ECT is a good alternative and not dangerous. The technique is very advanced and the patient gets anaesthesia ( narcosis ) before the treatment. It looks like a small cramp or convulsion, like a minor epilepsy convulsion. The treatment itself takes about 10 to 30 sec. When the patient wakes up he/she will have some memory gaps from the time just before the anaesthesia but it will recover after a day or two. It's all about electricity and the brain also work with electricity when it sends signals to the muscels.
ECT today is something completely different from before. Maybe we have pictures in our minds of big machines and patients who almost being thrown from the treatment table because of the strong electricity pulse. That picture hasn't anything to do with reality today.

ECT has been gone for a time as a treatment alternative but it is coming up again. I can't see why ECT should be worse than chemical treatment like anti-depressant, but it has to be used only in very alarming cases.

My Grandma had it done after she had a nervous break-down and it didn't help. She couldn't remember any of us, then one day a family friend walked in and she asked her "where the hell have I been?" and everything just came back to her. I don't know how good it is for the body even though times have changed and techniques have advanced. I personally wouldn't want it. Best of luck.

My brother had electric shock therapy (ECT) and it brought him back from a very strange place because we found him talking to invisible people. It was quite frightening to watch.

Long term though and thinking back to the time he had it which would be around 1962, I can remember my parents being very annoyed about it. They had not been asked to sign for this therapy and whether he did or not I don't know - but if he did, this was ridiculous because he was mentally incapable.

My parents have now passed on God bless them and my brother is in a residential home. He still talks about voices in his head and I tell him they are not voices they are his own thoughts. I find him very trying at times but he is in a good place, his home I mean, so I am relieved about that.

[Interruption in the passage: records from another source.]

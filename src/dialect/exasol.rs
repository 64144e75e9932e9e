//! Exasol statements

use super::synapse::null_safe_difference;
use super::{SqlDialect, TableRef, split_common_prefix};
use crate::import::{ImportError, ImportOptions, ImportResult};
use crate::models::{DialectKind, TableDefinition};
use crate::source::{FileLayout, FileSource};

#[derive(Debug, Clone, Copy, Default)]
pub struct ExasolDialect;

impl SqlDialect for ExasolDialect {
    fn kind(&self) -> DialectKind {
        DialectKind::Exasol
    }

    fn quote_identifier(&self, name: &str) -> String {
        format!("\"{}\"", name.replace('"', "\"\""))
    }

    fn file_chunk_size(&self) -> usize {
        32
    }

    fn render_rename(&self, table: &TableDefinition, new_name: &str) -> String {
        format!(
            "RENAME TABLE {} TO {}",
            self.table_name(table),
            self.quote_table(&table.schema, new_name)
        )
    }

    // Transactions start implicitly with the first statement.
    fn render_begin_transaction(&self) -> Option<String> {
        None
    }

    fn render_cast_to_string(&self, expr: &str) -> String {
        format!("CAST({} AS VARCHAR(2000000))", expr)
    }

    fn render_is_distinct(&self, left: &str, right: &str) -> String {
        null_safe_difference(left, right, self.not_equal_operator())
    }

    fn render_update(
        &self,
        destination: &TableRef,
        source: &TableRef,
        set: &str,
        condition: &str,
    ) -> String {
        format!(
            "UPDATE {} SET {} FROM {}, {} WHERE {}",
            destination.from, set, source.from, destination.from, condition
        )
    }

    fn render_file_load(
        &self,
        source: &FileSource,
        staging: &TableDefinition,
        options: &ImportOptions,
    ) -> ImportResult<Vec<String>> {
        if source.layout == FileLayout::Folder {
            return Err(ImportError::UnsupportedSource {
                kind: "folder".to_string(),
                dialect: self.kind().to_string(),
            });
        }

        let csv = &source.csv;
        let mut format = Vec::new();
        if options.number_of_ignored_lines > 0 {
            format.push(format!("SKIP={}", options.number_of_ignored_lines));
        }
        format.push(format!("COLUMN SEPARATOR={}", self.quote_string(&csv.delimiter)));
        if let Some(enclosure) = &csv.enclosure {
            format.push(format!("COLUMN DELIMITER={}", self.quote_string(enclosure)));
        }
        let format = format.join(" ");

        let (prefix, files) = split_common_prefix(&source.files());
        let target = self.table_name(staging);
        Ok(files
            .chunks(self.file_chunk_size())
            .map(|chunk| {
                let files = chunk
                    .iter()
                    .map(|f| format!("FILE {}", self.quote_string(f)))
                    .collect::<Vec<_>>()
                    .join(" ");
                format!(
                    "IMPORT INTO {} FROM CSV AT {} {} {}",
                    target,
                    self.quote_string(&prefix),
                    files,
                    format
                )
            })
            .collect())
    }
}
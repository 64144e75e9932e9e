//! Command-line interface support
//!
//! Argument handling and command implementations for `staged-import-cli`.

pub mod commands;
pub mod error;
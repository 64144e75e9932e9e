//! Snowflake statements

use super::{SqlDialect, split_common_prefix};
use crate::import::{ImportOptions, ImportResult};
use crate::models::{DialectKind, TableDefinition};
use crate::source::{Compression, FileLayout, FileSource};

#[derive(Debug, Clone, Copy, Default)]
pub struct SnowflakeDialect;

impl SnowflakeDialect {
    fn file_format(&self, source: &FileSource, options: &ImportOptions) -> String {
        let csv = &source.csv;
        let enclosure = csv
            .enclosure
            .as_deref()
            .map(|e| self.quote_string(e))
            .unwrap_or_else(|| "NONE".to_string());
        let escape = csv
            .escaped_by
            .as_deref()
            .map(|e| self.quote_string(e))
            .unwrap_or_else(|| "NONE".to_string());
        let mut format = format!(
            "TYPE=CSV FIELD_DELIMITER = {} SKIP_HEADER = {} FIELD_OPTIONALLY_ENCLOSED_BY = {} ESCAPE_UNENCLOSED_FIELD = {}",
            self.quote_string(&csv.delimiter),
            options.number_of_ignored_lines,
            enclosure,
            escape
        );
        if source.compression == Compression::Gzip {
            format.push_str(" COMPRESSION = GZIP");
        }
        format.push_str(" NULL_IF=('')");
        format
    }
}

impl SqlDialect for SnowflakeDialect {
    fn kind(&self) -> DialectKind {
        DialectKind::Snowflake
    }

    fn quote_identifier(&self, name: &str) -> String {
        format!("\"{}\"", name.replace('"', "\"\""))
    }

    fn supports_temporary_tables(&self) -> bool {
        true
    }

    fn render_cast_to_string(&self, expr: &str) -> String {
        format!("TO_VARCHAR({})", expr)
    }

    fn render_empty_to_null(&self, expr: &str) -> String {
        format!("IFF({} = '', NULL, {})", expr, expr)
    }

    fn render_file_load(
        &self,
        source: &FileSource,
        staging: &TableDefinition,
        options: &ImportOptions,
    ) -> ImportResult<Vec<String>> {
        let target = self.table_name(staging);
        let file_format = self.file_format(source, options);

        if source.layout == FileLayout::Folder {
            return Ok(vec![format!(
                "COPY INTO {} FROM {} FILE_FORMAT = ({})",
                target,
                self.quote_string(&source.folder_prefix()),
                file_format
            )]);
        }

        let (prefix, files) = split_common_prefix(&source.files());
        Ok(files
            .chunks(self.file_chunk_size())
            .map(|chunk| {
                let files = chunk
                    .iter()
                    .map(|f| self.quote_string(f))
                    .collect::<Vec<_>>()
                    .join(", ");
                format!(
                    "COPY INTO {} FROM {} FILE_FORMAT = ({}) FILES = ({})",
                    target,
                    self.quote_string(&prefix),
                    file_format,
                    files
                )
            })
            .collect())
    }
}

my mum has had it done a couple of times cause she has severe mental health problems like schezaphinia [sorry not good at spelling} is has helped her in the past and she has to have alot of medication to take aswell. i have mental health problems aswell includeing epilepsy which isnt well controlled at the moment. and iv been told i might have to have it done to control my anxiety disorder or possibly brain surgery for my epilepsy

I was in the hospital for depression and they gave me ECTs I don't remember signing for it but with the way it messed up my memory I demanded they be stopped. It took along time to recover from them and I don't think half the people who get it should have it!

I know someone with severe schizophrenia. She has had several rounds of ECT. It didn't help. She still hears voices and is currently in a group home.

She still takes a lot of medication, too, but nothing helps.

I received more than 10 sessions of ECT and while it did not help me, the medical community feels that it is one of the most effective treatments -- at least for depression.

I have to disagree with Carina, tho. There are some side effects, like memory loss, that can continue to occur long after the ECT sessions themselves, and I often find that as distressing as the depression episodes.